● ACTIVITY
In the data that follows, find the line with "one int argument."; transcribe it, every later line up to the one with "i16 / u16 |", and that line as well, exactly and with no others.

● DATA TO PROCESS
##############################
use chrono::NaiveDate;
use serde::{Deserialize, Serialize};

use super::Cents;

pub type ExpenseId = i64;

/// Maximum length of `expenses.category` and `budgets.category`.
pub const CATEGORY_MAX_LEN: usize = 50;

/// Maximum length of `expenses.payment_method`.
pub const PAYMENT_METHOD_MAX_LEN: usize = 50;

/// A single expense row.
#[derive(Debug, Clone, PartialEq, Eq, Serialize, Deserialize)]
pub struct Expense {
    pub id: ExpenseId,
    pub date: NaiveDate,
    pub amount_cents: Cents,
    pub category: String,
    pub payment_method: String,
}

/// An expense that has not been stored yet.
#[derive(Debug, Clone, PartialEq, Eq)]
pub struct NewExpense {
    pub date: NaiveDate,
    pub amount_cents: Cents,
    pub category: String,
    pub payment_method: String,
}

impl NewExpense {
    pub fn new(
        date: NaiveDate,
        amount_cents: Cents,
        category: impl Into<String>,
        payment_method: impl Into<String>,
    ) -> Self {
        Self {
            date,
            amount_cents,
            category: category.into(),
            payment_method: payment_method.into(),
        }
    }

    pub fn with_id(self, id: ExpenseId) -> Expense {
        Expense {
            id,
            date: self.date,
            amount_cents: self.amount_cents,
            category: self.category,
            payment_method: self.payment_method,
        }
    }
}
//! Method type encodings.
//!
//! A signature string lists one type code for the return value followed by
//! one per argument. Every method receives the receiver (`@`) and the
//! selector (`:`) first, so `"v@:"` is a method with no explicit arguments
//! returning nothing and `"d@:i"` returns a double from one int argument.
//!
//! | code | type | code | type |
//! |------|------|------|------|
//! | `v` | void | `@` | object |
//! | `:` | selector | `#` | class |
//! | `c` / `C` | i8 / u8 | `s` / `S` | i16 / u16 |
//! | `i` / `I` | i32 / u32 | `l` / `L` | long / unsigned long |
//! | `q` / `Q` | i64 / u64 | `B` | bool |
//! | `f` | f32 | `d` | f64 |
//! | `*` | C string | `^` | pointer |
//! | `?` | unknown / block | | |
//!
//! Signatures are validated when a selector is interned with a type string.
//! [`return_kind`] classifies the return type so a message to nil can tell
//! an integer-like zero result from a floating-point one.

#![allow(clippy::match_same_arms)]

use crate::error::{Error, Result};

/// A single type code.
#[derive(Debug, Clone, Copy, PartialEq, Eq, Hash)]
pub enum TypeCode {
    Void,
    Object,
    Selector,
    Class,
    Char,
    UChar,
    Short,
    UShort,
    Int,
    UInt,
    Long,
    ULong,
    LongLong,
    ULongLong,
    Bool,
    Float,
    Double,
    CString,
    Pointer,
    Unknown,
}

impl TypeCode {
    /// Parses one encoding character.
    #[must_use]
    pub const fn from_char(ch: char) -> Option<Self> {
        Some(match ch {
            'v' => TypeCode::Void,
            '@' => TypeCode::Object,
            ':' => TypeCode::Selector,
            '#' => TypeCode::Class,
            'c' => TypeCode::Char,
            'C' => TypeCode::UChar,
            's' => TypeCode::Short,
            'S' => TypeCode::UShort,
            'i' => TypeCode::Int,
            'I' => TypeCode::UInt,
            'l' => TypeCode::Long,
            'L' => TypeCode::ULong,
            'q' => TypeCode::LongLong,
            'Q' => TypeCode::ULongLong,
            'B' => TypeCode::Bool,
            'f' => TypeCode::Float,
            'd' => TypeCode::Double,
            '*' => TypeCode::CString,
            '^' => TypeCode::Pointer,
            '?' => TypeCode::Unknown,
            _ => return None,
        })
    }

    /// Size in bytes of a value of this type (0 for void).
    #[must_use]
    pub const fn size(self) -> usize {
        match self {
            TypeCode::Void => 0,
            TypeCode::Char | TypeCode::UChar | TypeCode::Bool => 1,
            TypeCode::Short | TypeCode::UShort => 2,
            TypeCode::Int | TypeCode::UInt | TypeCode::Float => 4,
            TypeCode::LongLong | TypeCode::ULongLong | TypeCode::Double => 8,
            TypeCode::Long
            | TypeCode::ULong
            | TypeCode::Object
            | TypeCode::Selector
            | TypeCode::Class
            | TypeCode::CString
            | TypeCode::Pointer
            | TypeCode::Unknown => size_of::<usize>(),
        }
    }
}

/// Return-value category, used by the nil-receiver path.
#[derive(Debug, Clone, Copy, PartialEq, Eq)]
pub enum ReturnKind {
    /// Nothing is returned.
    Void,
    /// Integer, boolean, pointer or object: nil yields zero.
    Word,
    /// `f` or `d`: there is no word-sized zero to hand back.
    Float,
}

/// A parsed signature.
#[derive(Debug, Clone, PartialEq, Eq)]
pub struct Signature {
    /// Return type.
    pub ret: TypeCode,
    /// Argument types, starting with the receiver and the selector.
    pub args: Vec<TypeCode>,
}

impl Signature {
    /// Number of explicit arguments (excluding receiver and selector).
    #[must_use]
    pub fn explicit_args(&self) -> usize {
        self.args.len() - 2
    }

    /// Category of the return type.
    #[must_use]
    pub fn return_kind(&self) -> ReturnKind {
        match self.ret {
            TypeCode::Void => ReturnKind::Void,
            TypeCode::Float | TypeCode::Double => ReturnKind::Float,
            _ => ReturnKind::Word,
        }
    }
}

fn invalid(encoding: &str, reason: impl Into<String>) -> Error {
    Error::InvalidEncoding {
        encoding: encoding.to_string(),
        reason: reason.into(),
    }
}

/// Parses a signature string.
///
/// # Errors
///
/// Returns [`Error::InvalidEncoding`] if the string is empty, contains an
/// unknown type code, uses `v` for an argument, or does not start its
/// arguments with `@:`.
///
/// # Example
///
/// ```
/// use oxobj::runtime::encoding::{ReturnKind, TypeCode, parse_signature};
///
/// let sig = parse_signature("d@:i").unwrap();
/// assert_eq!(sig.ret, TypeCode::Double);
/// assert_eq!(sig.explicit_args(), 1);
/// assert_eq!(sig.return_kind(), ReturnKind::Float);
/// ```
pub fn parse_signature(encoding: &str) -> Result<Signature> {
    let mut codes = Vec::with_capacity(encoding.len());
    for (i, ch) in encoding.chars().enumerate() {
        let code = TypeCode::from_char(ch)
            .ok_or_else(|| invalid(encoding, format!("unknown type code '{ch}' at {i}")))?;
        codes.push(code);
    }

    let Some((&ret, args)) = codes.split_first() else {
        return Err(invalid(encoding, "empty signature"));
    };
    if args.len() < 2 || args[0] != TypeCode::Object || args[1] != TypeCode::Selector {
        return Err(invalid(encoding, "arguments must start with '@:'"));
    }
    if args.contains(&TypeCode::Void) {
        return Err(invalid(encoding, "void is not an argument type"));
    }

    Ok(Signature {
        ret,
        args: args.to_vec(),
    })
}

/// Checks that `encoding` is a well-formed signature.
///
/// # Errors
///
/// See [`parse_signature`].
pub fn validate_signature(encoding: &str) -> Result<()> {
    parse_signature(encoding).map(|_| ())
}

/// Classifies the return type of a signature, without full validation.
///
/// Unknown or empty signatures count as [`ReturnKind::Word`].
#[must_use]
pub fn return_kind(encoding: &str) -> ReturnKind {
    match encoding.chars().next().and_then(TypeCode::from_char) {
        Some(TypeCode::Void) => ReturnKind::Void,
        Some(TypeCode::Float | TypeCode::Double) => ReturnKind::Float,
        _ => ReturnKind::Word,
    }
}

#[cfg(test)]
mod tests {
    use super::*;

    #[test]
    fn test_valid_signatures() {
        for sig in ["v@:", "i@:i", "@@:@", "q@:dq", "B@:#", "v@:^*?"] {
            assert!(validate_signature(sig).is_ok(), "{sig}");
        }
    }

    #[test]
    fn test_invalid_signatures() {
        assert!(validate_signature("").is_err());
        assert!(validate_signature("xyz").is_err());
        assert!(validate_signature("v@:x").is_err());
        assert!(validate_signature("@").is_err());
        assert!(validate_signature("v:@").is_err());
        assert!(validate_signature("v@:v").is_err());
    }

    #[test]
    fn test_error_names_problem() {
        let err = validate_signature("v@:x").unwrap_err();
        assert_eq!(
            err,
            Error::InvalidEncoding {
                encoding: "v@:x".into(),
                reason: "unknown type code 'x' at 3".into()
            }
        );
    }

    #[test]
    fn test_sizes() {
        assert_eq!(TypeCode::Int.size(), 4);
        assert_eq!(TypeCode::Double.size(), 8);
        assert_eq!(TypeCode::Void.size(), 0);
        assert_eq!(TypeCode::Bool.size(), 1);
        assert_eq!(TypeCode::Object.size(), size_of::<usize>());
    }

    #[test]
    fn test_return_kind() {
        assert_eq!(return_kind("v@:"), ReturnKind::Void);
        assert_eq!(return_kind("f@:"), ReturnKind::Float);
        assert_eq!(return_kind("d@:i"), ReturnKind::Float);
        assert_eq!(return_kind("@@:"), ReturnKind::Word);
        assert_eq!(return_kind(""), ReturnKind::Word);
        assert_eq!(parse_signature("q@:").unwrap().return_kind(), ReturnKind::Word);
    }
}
##############################
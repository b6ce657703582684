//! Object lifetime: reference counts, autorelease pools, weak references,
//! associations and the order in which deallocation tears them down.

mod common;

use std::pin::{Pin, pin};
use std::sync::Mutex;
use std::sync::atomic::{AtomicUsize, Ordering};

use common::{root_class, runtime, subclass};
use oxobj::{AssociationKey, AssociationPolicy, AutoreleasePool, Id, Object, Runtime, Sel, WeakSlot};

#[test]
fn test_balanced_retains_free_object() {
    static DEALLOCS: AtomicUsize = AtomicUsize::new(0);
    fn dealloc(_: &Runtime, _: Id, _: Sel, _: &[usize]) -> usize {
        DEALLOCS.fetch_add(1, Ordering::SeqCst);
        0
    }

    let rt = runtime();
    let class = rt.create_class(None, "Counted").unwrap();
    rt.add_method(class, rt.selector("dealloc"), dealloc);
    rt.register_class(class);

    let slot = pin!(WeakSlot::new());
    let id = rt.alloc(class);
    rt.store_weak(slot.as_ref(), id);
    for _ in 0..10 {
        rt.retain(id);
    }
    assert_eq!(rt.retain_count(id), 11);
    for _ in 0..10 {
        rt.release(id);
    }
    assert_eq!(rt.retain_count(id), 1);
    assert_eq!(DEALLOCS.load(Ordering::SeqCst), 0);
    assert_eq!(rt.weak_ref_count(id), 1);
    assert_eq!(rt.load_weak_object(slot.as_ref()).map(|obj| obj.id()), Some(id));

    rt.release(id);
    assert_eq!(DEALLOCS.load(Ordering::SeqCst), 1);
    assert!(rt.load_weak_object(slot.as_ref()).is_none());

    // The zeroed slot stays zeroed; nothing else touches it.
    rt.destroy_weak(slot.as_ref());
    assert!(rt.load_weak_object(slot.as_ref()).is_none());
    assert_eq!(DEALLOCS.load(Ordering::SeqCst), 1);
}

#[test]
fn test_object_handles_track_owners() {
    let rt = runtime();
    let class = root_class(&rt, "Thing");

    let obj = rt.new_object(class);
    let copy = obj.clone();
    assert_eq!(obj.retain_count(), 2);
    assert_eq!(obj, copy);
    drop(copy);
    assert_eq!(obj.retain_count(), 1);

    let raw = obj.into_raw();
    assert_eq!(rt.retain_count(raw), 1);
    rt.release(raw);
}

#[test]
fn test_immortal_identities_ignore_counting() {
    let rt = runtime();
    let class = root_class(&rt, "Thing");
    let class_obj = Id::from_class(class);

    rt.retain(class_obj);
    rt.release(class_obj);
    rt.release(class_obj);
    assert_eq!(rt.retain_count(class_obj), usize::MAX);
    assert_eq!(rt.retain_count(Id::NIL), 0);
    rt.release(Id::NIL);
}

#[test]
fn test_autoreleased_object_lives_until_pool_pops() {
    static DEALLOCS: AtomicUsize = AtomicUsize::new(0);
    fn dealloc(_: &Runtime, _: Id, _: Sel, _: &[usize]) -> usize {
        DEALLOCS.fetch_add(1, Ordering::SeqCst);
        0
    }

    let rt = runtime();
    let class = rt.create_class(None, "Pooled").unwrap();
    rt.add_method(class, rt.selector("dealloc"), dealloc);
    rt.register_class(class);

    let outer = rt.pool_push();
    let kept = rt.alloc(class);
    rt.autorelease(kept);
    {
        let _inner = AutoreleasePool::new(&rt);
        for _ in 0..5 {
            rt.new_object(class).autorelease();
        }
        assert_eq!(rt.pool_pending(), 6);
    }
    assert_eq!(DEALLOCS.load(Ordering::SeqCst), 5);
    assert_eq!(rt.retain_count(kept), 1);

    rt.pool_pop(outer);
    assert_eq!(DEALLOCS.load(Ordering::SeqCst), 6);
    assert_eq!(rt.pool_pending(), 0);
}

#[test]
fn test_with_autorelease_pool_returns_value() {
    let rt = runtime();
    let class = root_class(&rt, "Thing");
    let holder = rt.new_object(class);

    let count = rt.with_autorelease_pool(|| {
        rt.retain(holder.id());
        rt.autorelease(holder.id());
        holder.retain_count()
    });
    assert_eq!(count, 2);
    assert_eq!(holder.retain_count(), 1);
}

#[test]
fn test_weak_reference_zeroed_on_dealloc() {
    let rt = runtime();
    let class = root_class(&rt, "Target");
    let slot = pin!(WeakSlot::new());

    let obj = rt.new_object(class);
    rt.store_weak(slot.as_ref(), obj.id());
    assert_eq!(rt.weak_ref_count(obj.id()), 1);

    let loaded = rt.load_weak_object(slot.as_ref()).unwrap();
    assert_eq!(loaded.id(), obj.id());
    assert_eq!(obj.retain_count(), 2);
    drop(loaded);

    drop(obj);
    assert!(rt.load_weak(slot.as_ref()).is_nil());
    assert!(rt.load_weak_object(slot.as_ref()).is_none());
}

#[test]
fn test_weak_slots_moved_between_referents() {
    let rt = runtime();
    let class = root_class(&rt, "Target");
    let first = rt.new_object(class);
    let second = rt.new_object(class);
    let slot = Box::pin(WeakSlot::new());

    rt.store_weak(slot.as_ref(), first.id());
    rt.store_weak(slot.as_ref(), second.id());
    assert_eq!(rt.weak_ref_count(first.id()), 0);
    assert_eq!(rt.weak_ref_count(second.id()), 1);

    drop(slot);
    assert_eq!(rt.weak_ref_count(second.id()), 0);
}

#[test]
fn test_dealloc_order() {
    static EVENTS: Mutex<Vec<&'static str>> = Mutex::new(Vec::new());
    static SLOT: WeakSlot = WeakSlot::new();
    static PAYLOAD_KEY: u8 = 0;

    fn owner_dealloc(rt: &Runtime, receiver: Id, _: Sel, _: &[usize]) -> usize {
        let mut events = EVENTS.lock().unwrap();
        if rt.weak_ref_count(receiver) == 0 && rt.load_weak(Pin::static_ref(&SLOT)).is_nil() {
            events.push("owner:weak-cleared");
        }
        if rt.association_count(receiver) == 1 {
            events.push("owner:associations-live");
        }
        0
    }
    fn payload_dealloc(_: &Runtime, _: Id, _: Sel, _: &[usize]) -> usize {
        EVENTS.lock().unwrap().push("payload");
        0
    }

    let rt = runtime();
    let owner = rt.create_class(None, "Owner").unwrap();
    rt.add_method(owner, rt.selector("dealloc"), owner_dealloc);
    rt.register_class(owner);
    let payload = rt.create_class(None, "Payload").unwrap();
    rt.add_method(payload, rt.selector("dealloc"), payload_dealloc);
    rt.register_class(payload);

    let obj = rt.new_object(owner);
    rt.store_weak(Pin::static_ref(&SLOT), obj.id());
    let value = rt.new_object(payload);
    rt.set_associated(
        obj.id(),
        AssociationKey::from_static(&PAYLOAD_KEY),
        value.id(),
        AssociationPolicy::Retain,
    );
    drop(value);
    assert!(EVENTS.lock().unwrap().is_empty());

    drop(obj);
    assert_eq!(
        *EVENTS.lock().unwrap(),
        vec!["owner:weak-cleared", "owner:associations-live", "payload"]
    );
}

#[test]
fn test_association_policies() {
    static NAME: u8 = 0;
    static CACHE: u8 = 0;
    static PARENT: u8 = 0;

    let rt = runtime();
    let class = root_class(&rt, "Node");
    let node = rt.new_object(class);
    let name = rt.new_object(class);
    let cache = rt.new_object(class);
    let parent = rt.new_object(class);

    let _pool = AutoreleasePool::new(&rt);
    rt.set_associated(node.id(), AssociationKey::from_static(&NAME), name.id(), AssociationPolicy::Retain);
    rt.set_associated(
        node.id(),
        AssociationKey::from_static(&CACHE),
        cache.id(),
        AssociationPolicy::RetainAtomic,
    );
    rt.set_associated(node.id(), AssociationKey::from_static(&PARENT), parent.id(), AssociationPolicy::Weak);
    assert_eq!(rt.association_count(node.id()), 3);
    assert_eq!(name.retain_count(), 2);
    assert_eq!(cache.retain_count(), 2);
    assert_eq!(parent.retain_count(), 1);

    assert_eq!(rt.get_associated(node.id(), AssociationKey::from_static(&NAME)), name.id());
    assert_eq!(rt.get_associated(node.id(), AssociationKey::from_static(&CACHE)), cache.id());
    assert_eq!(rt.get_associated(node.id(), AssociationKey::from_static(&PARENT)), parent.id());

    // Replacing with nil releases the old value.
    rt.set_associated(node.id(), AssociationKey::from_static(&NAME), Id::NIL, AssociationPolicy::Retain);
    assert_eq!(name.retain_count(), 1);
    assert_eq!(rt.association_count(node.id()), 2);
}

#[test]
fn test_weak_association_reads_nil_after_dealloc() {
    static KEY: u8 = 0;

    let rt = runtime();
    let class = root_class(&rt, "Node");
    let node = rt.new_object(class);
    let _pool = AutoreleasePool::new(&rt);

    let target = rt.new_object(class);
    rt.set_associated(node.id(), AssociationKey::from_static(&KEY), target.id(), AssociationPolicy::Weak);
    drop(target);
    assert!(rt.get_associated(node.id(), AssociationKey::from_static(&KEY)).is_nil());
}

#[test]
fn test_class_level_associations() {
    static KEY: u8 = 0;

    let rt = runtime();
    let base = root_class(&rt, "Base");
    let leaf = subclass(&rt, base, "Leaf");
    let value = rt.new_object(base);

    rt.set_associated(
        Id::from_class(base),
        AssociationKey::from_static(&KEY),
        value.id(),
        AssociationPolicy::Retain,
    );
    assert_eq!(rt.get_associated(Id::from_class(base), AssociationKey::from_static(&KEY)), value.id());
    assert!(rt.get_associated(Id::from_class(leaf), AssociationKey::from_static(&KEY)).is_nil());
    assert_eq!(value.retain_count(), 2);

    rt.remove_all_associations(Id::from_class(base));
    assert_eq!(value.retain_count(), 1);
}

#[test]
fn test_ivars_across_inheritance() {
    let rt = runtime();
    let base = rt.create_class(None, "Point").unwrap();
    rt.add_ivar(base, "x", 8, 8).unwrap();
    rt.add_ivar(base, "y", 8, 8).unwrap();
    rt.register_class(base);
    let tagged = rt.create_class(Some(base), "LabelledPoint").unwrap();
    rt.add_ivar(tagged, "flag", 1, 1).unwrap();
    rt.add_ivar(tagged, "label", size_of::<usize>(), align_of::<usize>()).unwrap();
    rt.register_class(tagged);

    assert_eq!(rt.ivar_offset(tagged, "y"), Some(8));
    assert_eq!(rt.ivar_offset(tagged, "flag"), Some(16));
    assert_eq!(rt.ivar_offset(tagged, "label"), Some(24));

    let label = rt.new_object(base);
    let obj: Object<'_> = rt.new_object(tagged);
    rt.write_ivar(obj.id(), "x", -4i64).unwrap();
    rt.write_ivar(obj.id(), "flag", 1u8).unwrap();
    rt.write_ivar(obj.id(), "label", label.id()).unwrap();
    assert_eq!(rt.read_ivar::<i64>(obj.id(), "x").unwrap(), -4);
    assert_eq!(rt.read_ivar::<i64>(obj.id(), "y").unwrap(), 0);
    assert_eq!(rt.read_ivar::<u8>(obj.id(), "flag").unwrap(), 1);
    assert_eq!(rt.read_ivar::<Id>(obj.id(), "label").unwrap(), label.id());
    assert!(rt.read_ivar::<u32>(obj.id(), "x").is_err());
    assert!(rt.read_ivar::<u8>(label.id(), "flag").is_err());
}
##############################
● RESULT FOR THIS TASK
//! returning nothing and `"d@:i"` returns a double from one int argument.
//!
//! | code | type | code | type |
//! |------|------|------|------|
//! | `v` | void | `@` | object |
//! | `:` | selector | `#` | class |
//! | `c` / `C` | i8 / u8 | `s` / `S` | i16 / u16 |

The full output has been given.